Reported-by: Peter Zijlstra <peterz@xxxxxxxxxxxxx>
Signed-off-by: Sean Christopherson <seanjc@xxxxxxxxxx>
---
arch/x86/kvm/vmx/vmcs.h | 4 ++--
arch/x86/kvm/vmx/vmenter.S | 8 ++++----
arch/x86/kvm/vmx/vmx.c | 34 +++++++++++++++++++++-------------
arch/x86/kvm/x86.h | 6 +++---
4 files changed, 30 insertions(+), 22 deletions(-)
diff --git a/arch/x86/kvm/vmx/vmcs.h b/arch/x86/kvm/vmx/vmcs.h
index ac290a44a693..7c1996b433e2 100644
--- a/arch/x86/kvm/vmx/vmcs.h
+++ b/arch/x86/kvm/vmx/vmcs.h
@@ -75,7 +75,7 @@ struct loaded_vmcs {
struct vmcs_controls_shadow controls_shadow;
};
-static inline bool is_intr_type(u32 intr_info, u32 type)

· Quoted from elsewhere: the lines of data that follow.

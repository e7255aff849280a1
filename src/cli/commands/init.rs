//! Init command implementation
//!
//! Implements `falcondag init`: creates the data directory, generates keys
//! for funded names that do not have one yet, and writes `falcondag.toml`
//! with the genesis allocations.

use anyhow::{bail, Context, Result};

use crate::cli::output::{create_spinner, is_json, print_detail, print_json, print_success};
use crate::core::crypto::{SignatureAlgorithm, SignatureScheme};
use crate::core::ledger_config::{GenesisAllocation, LedgerConfig};
use crate::infra::dirs::FalcondagDirs;
use crate::infra::keystore::Keystore;

/// Options for `falcondag init`
#[derive(Debug, Default)]
pub struct InitOptions {
    /// Signature algorithm
    pub algorithm: Option<SignatureAlgorithm>,
    /// Parent limit
    pub max_parents: Option<usize>,
    /// `NAME=AMOUNT` genesis allocations
    pub fund: Vec<String>,
    /// Overwrite an existing data directory
    pub force: bool,
}

/// Parse a `NAME=AMOUNT` allocation
pub fn parse_allocation(input: &str) -> Result<(String, u64)> {
    let Some((name, amount)) = input.split_once('=') else {
        bail!("Invalid allocation '{input}': expected NAME=AMOUNT");
    };
    let name = name.trim();
    if name.is_empty() {
        bail!("Invalid allocation '{input}': missing name");
    }
    let amount = amount
        .trim()
        .parse::<u64>()
        .with_context(|| format!("Invalid amount in allocation '{input}'"))?;
    Ok((name.to_string(), amount))
}

/// Execute the init command
pub async fn execute(dirs: &FalcondagDirs, options: InitOptions) -> Result<()> {
    if dirs.is_initialized() && !options.force {
        bail!(
            "{} is already initialized. Use --force to reinitialize.",
            dirs.data_dir().display()
        );
    }

    let allocations = options
        .fund
        .iter()
        .map(|input| parse_allocation(input))
        .collect::<Result<Vec<_>>>()?;

    let mut config = LedgerConfig {
        algorithm: options.algorithm.unwrap_or_default(),
        ..LedgerConfig::default()
    };
    if let Some(max_parents) = options.max_parents {
        config.max_parents = max_parents;
    }

    // Names stand in for addresses so nothing touches the keystore until the
    // options are known to be valid.
    let draft = LedgerConfig {
        genesis: allocations
            .iter()
            .map(|(name, balance)| GenesisAllocation {
                address: name.clone(),
                balance: *balance,
            })
            .collect(),
        ..config.clone()
    };
    draft.validate().context("Invalid init options")?;

    let scheme = SignatureScheme::new(config.algorithm)?;
    let keystore = Keystore::new(dirs.keys_dir());
    let mut created = Vec::new();

    for (name, balance) in allocations {
        let keypair = if keystore.exists(&name) {
            let keypair = keystore.load(&name).await?;
            if keypair.algorithm != config.algorithm {
                bail!(
                    "Key '{name}' uses {}, but the ledger is being initialized with {}",
                    keypair.algorithm,
                    config.algorithm
                );
            }
            keypair
        } else {
            let spinner = create_spinner(&format!("Generating key '{name}'..."));
            let keypair = scheme.generate_keypair()?;
            spinner.finish_and_clear();
            keystore.save(&name, &keypair).await?;
            created.push(name.clone());
            keypair
        };

        config.genesis.push(GenesisAllocation {
            address: keypair.address(),
            balance,
        });
    }

    config.validate()?;
    config.save_to_path(&dirs.config_path())?;

    let ledger_path = dirs.ledger_path();
    if ledger_path.exists() {
        let mut lock = super::lock_ledger(dirs)?;
        let _guard = lock
            .acquire()
            .with_context(|| format!("Failed to lock {}", dirs.lock_path().display()))?;
        std::fs::remove_file(&ledger_path)
            .with_context(|| format!("Failed to remove {}", ledger_path.display()))?;
        tracing::warn!("Discarded existing ledger at {}", ledger_path.display());
    }

    tracing::info!("Initialized {}", dirs.data_dir().display());

    if is_json() {
        return print_json(&serde_json::json!({
            "status": "success",
            "data_dir": dirs.data_dir(),
            "algorithm": config.algorithm,
            "max_parents": config.max_parents,
            "genesis": config.genesis,
            "created_keys": created,
        }));
    }

    print_success(&format!(
        "Initialized ledger in {}",
        dirs.data_dir().display()
    ));
    print_detail(&format!("Algorithm: {}", config.algorithm));
    print_detail(&format!("Max parents: {}", config.max_parents));
    for allocation in &config.genesis {
        print_detail(&format!(
            "Genesis: {} ← {}",
            super::abbreviate(&allocation.address),
            allocation.balance
        ));
    }
    for name in &created {
        print_detail(&format!("Created key '{name}'"));
    }

    Ok(())
}
//! History command implementation
//!
//! Lists the transactions a wallet took part in, oldest first.

use anyhow::Result;

use crate::cli::output::{is_json, print_info, print_json};
use crate::infra::dirs::FalcondagDirs;

/// Execute the history command
pub async fn execute(dirs: &FalcondagDirs, account: &str) -> Result<()> {
    let (ledger, _) = super::open_ledger(dirs).await?;
    let address = super::resolve_account(dirs, account).await?;

    // Wallet history is unordered; walk the DAG to list it in acceptance order.
    let entries: Vec<_> = match ledger.wallet(&address) {
        Some(wallet) => ledger
            .dag()
            .iter()
            .map(|tx| (tx.hash(), tx))
            .filter(|(hash, _)| wallet.history.contains(hash))
            .collect(),
        None => Vec::new(),
    };

    if is_json() {
        let json: Vec<_> = entries
            .iter()
            .map(|(hash, tx)| {
                let direction = if tx.transaction.sender == address {
                    "out"
                } else {
                    "in"
                };
                serde_json::json!({
                    "hash": hash,
                    "direction": direction,
                    "amount": tx.transaction.amount,
                    "timestamp": tx.transaction.timestamp,
                })
            })
            .collect();
        return print_json(&json);
    }

    if entries.is_empty() {
        print_info("No transactions");
        return Ok(());
    }

    for (hash, tx) in &entries {
        let (arrow, counterparty) = if tx.transaction.sender == address {
            ("→", &tx.transaction.receiver)
        } else {
            ("←", &tx.transaction.sender)
        };
        println!(
            "{hash}  {arrow} {:>12}  {}",
            tx.transaction.amount,
            super::abbreviate(counterparty)
        );
    }
    Ok(())
}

+static __always_inline bool is_intr_type(u32 intr_info, u32 type)
{
const u32 mask = INTR_INFO_VALID_MASK | INTR_INFO_INTR_TYPE_MASK;
@@ -146,7 +146,7 @@ static inline bool is_icebp(u32 intr_info)
return is_intr_type(intr_info, INTR_TYPE_PRIV_SW_EXCEPTION);
}
-static inline bool is_nmi(u32 intr_info)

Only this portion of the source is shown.